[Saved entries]
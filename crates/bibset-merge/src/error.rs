//! Error types for the merge crate.
//!
//! The merge core itself is total over well-formed inputs; errors only
//! arise at the entry points that consult a configuration store.

use bibset_config::ConfigError;

/// Errors that can occur during a merge call.
#[derive(Debug, thiserror::Error)]
pub enum MergeError {
    /// Reading or overriding the default options failed.
    #[error("configuration store error: {0}")]
    Config(#[from] ConfigError),
}

/// Convenience alias for merge results.
pub type MergeResult<T> = Result<T, MergeError>;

--- Aim of the task ---
Start copying at the line that contains "default options failed." and stop after the last line of the records, keeping every line exactly.

--- Response ---
    /// Reading or overriding the default options failed.
    #[error("configuration store error: {0}")]
    Config(#[from] ConfigError),
}

/// Convenience alias for merge results.
pub type MergeResult<T> = Result<T, MergeError>;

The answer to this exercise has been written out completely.